Not all heroes wear masks… some make them!

Together with a team of helpers, Lene and Nico have made 8,000 face masks.

An Earley resident is on a mission to supply the community with face masks. 8,000 masks later and she shows no sign of stopping.

Lene Schoeman began making the masks as a hobby after being furloughed from her job as a nursery nurse.

She said: “When I was furloughed I decided I wanted to do something to give back to the community.

“I’ve always been creative and love sewing so thought this would be a good activity to fill my time with.”

Lene has so far donated 300 masks to Birmingham Children’s Hospital, as well as posting them to a children’s home in Wales and various charities across Earley.

She has also advertised them on her online Etsy shop Hartlam where she has sold 3,757 to date.

Ms Schoeman said: “As well as donating them to good causes, I decided to sell them on my shop as a way of getting some extra income to make up for that lost due to being furloughed.

“Before the pandemic my shop mainly featured home decorations, but as I’ve been struggling to get hold of the supplies for my normal items, the masks have become a temporary, and hugely popular, alternative.”

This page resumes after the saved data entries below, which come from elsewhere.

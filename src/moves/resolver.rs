//! Shift/merge resolution.
//!
//! ## Algorithm
//!
//! 1. Sort tiles by `(x, y)`; walk the order backwards for `Right` and `Up`
//!    so tiles nearest the leading edge resolve first.
//! 2. Slide each tile one cell at a time on a scratch copy of the grid:
//!    - free neighbour: step onto it and keep going
//!    - equal value, not yet claimed: claim it as merge target, vacate the
//!      tile's cell and stop
//!    - anything else, or the edge: stop
//! 3. Record where every tile ends up plus the merge pairs.
//!
//! A single pass suffices. Leading tiles are final before trailing tiles
//! look at them, and an absorbed tile frees its cell so the tiles behind it
//! can close the gap. The board itself is never touched.

use rustc_hash::{FxHashMap, FxHashSet};
use smallvec::SmallVec;

use super::plan::{MergePair, MovePlan, TileMove};
use crate::core::{Direction, Position, TileId};
use crate::grid::Board;
use crate::tiles::Tile;

/// Resolve a move without changing the board.
///
/// ## Example
///
/// ```
/// use rust_2048::core::Direction;
/// use rust_2048::grid::Board;
/// use rust_2048::moves::plan_move;
///
/// let board = Board::from_rows(&[&[2, 2, 4, 0]]).unwrap();
/// let plan = plan_move(&board, Direction::Left);
///
/// assert_eq!(plan.merges.len(), 1);
/// assert_eq!(plan.merges[0].value, 4);
/// ```
#[must_use]
pub fn plan_move(board: &Board, direction: Direction) -> MovePlan {
    let mut order: Vec<&Tile> = board.tiles().collect();
    order.sort_by_key(|tile| tile.position());
    if direction.resolves_in_reverse() {
        order.reverse();
    }

    let mut scratch = board.grid().clone();
    let mut claimed: FxHashSet<TileId> = FxHashSet::default();
    let mut final_positions: FxHashMap<TileId, Position> = FxHashMap::default();
    let mut moves = Vec::with_capacity(order.len());
    let mut merges: SmallVec<[MergePair; 4]> = SmallVec::new();

    for tile in order {
        let from = tile.position();
        let mut current = from;
        let mut merges_into = None;

        while let Some(next) = scratch.neighbor(current, direction) {
            let Some(occupant) = scratch.occupant(next) else {
                scratch.set_occupant(current, None);
                scratch.set_occupant(next, Some(tile.id));
                current = next;
                continue;
            };

            let mergeable = board
                .tile(occupant)
                .is_some_and(|other| other.value == tile.value)
                && !claimed.contains(&occupant);
            if mergeable {
                let newly_claimed = claimed.insert(occupant);
                debug_assert!(newly_claimed, "{} claimed twice", occupant);
                scratch.set_occupant(current, None);
                merges_into = Some(occupant);
            }
            break;
        }

        let to = match merges_into {
            Some(survivor) => {
                let position = final_positions.get(&survivor).copied().unwrap_or(current);
                merges.push(MergePair {
                    survivor,
                    absorbed: tile.id,
                    position,
                    value: tile.merged_value(),
                });
                position
            }
            None => {
                final_positions.insert(tile.id, current);
                current
            }
        };

        log::trace!("{} {} -> {} ({:?})", tile.id, from, to, merges_into);
        moves.push(TileMove {
            tile: tile.id,
            from,
            to,
            merges_into,
        });
    }

    let plan = MovePlan {
        direction,
        revision: board.revision(),
        moves,
        merges,
    };
    log::debug!(
        "planned {} move: {} moving, {} merges",
        direction,
        plan.moving_count(),
        plan.merges.len()
    );
    plan
}

#[cfg(test)]
mod tests {
    use super::*;

    fn value_at(board: &Board, x: u32, y: u32) -> Option<u32> {
        board.tile_at(Position::new(x, y)).map(|t| t.value)
    }

    fn id_at(board: &Board, x: u32, y: u32) -> TileId {
        board.tile_at(Position::new(x, y)).map(|t| t.id).unwrap()
    }

    #[test]
    fn test_slide_to_edge() {
        let board = Board::from_rows(&[&[0, 0, 0, 2]]).unwrap();
        let plan = plan_move(&board, Direction::Left);

        let id = id_at(&board, 3, 0);
        assert_eq!(plan.move_of(id).map(|m| m.to), Some(Position::new(0, 0)));
        assert!(plan.merges.is_empty());
    }

    #[test]
    fn test_stops_at_different_value() {
        let board = Board::from_rows(&[&[4, 0, 2, 0]]).unwrap();
        let plan = plan_move(&board, Direction::Left);

        let two = id_at(&board, 2, 0);
        assert_eq!(plan.move_of(two).map(|m| m.to), Some(Position::new(1, 0)));
        assert!(plan.merges.is_empty());
    }

    #[test]
    fn test_merge_pair_survivor_is_leading_tile() {
        let board = Board::from_rows(&[&[2, 2, 4, 0]]).unwrap();
        let plan = plan_move(&board, Direction::Left);

        let first = id_at(&board, 0, 0);
        let second = id_at(&board, 1, 0);
        let four = id_at(&board, 2, 0);

        assert_eq!(plan.merges.len(), 1);
        assert_eq!(plan.merges[0].survivor, first);
        assert_eq!(plan.merges[0].absorbed, second);
        assert_eq!(plan.merges[0].position, Position::new(0, 0));
        assert_eq!(plan.move_of(second).map(|m| m.to), Some(Position::new(0, 0)));
        assert_eq!(plan.move_of(four).map(|m| m.to), Some(Position::new(1, 0)));
    }

    #[test]
    fn test_four_equal_tiles_merge_pairwise() {
        let board = Board::from_rows(&[&[2, 2, 2, 2]]).unwrap();
        let plan = plan_move(&board, Direction::Left);

        assert_eq!(plan.merges.len(), 2);
        let positions: Vec<_> = plan.merges.iter().map(|m| m.position).collect();
        assert_eq!(positions, vec![Position::new(0, 0), Position::new(1, 0)]);
        assert!(plan.merges_are_exclusive());
    }

    #[test]
    fn test_three_equal_tiles_right() {
        let board = Board::from_rows(&[&[2, 2, 2, 0]]).unwrap();
        let plan = plan_move(&board, Direction::Right);

        assert_eq!(plan.merges.len(), 1);
        let merge = plan.merges[0];
        assert_eq!(merge.survivor, id_at(&board, 2, 0));
        assert_eq!(merge.absorbed, id_at(&board, 1, 0));
        assert_eq!(merge.position, Position::new(3, 0));

        let leftover = id_at(&board, 0, 0);
        assert_eq!(plan.move_of(leftover).map(|m| m.to), Some(Position::new(2, 0)));
    }

    #[test]
    fn test_no_chained_merge_in_one_move() {
        // 2+2 makes 4, which must not merge again with the existing 4.
        let board = Board::from_rows(&[&[4, 2, 2, 0]]).unwrap();
        let plan = plan_move(&board, Direction::Left);

        assert_eq!(plan.merges.len(), 1);
        assert_eq!(plan.merges[0].value, 4);
        assert_eq!(plan.merges[0].position, Position::new(1, 0));
    }

    #[test]
    fn test_vertical_moves() {
        let board = Board::from_rows(&[
            &[0],
            &[2],
            &[2],
        ])
        .unwrap();

        let up = plan_move(&board, Direction::Up);
        assert_eq!(up.merges.len(), 1);
        assert_eq!(up.merges[0].position, Position::new(0, 2));

        let down = plan_move(&board, Direction::Down);
        assert_eq!(down.merges.len(), 1);
        assert_eq!(down.merges[0].position, Position::new(0, 0));
    }

    #[test]
    fn test_edge_tile_does_not_move() {
        let board = Board::from_rows(&[&[2, 0], &[0, 0]]).unwrap();
        let plan = plan_move(&board, Direction::Left);

        assert!(plan.is_noop());
        assert_eq!(value_at(&board, 0, 1), Some(2));
    }

    #[test]
    fn test_plan_leaves_board_untouched() {
        let board = Board::from_rows(&[&[0, 2, 2, 8]]).unwrap();
        let revision = board.revision();
        let rows = board.to_rows();

        let _ = plan_move(&board, Direction::Left);

        assert_eq!(board.to_rows(), rows);
        assert_eq!(board.revision(), revision);
        assert!(board.tiles().all(|t| t.merge_target().is_none()));
    }

    #[test]
    fn test_plan_records_revision_and_direction() {
        let board = Board::from_rows(&[&[2, 0]]).unwrap();
        let plan = plan_move(&board, Direction::Right);

        assert_eq!(plan.direction, Direction::Right);
        assert_eq!(plan.revision, board.revision());
        assert_eq!(plan.moves.len(), board.len());
    }

    #[test]
    fn test_empty_board() {
        let board = Board::with_size(4, 4).unwrap();
        let plan = plan_move(&board, Direction::Up);

        assert!(plan.moves.is_empty());
        assert!(plan.is_noop());
    }
}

“The name of my shop is Hartlam, a word which originates from my South African culture. It directly translates to things you keep close to your heart which is a saying applicable to this time of crisis.”

Since beginning the sewing project with husband Nico, Lene has sought help on social media for keeping up with the demand.

She said: “As interest in the masks grew I decided to put a post on the Earley Residents Discussion Board Facebook page to see if anyone was keen to help me.”

“The response was incredible and within days I had a team of 10 ladies creating the masks. A special thanks goes to Sandra, Pam, Siew, Sylvie, Lindie, Nolene, Ravain, Julia and of course my extremely patient husband.”

“We’ve been able to work together while abiding by social distancing guidelines.

“I’ve set up a postman-styled process which involves me dropping off the elastic and fabrics in a box on their front doorsteps and collecting the box later on with the masks they’ve made in.”

Reflecting on the team’s efforts- which has churned out approximately 8,000 masks so far- Ms Schoeman said: “These women are people I didn’t know previously and may never have met if it wasn’t for the pandemic. So if anything positive comes from this period, it’ll be these lovely women I’ve met.

“They are all amazing.”

And Lene’s community spirit hasn’t stopped there. On Wednesday, June 3 the generous creative announced that she would be hanging face masks from her front gate for locals to collect, free of charge.

She said: “With the lockdown measures changing and more people going back to work and needing to use public transport, it was the right time to give some of the masks away.

“I understand that not everyone can afford to buy face masks so wanted to play my part in giving something back.

“The masks were gone within three hours so it’s clear the word got out fast.”

“I had a great response and many lovely people stopped to chat.

“The social distancing measures have been hard for everyone so this is a nice chance to see people and get that much needed face to face contact.”

And although the popularity of Lene’s mask giveaway meant it was short-lived, she plans to host another free collection service next week.

In the meantime she is selling the masks for a small cost from her driveway.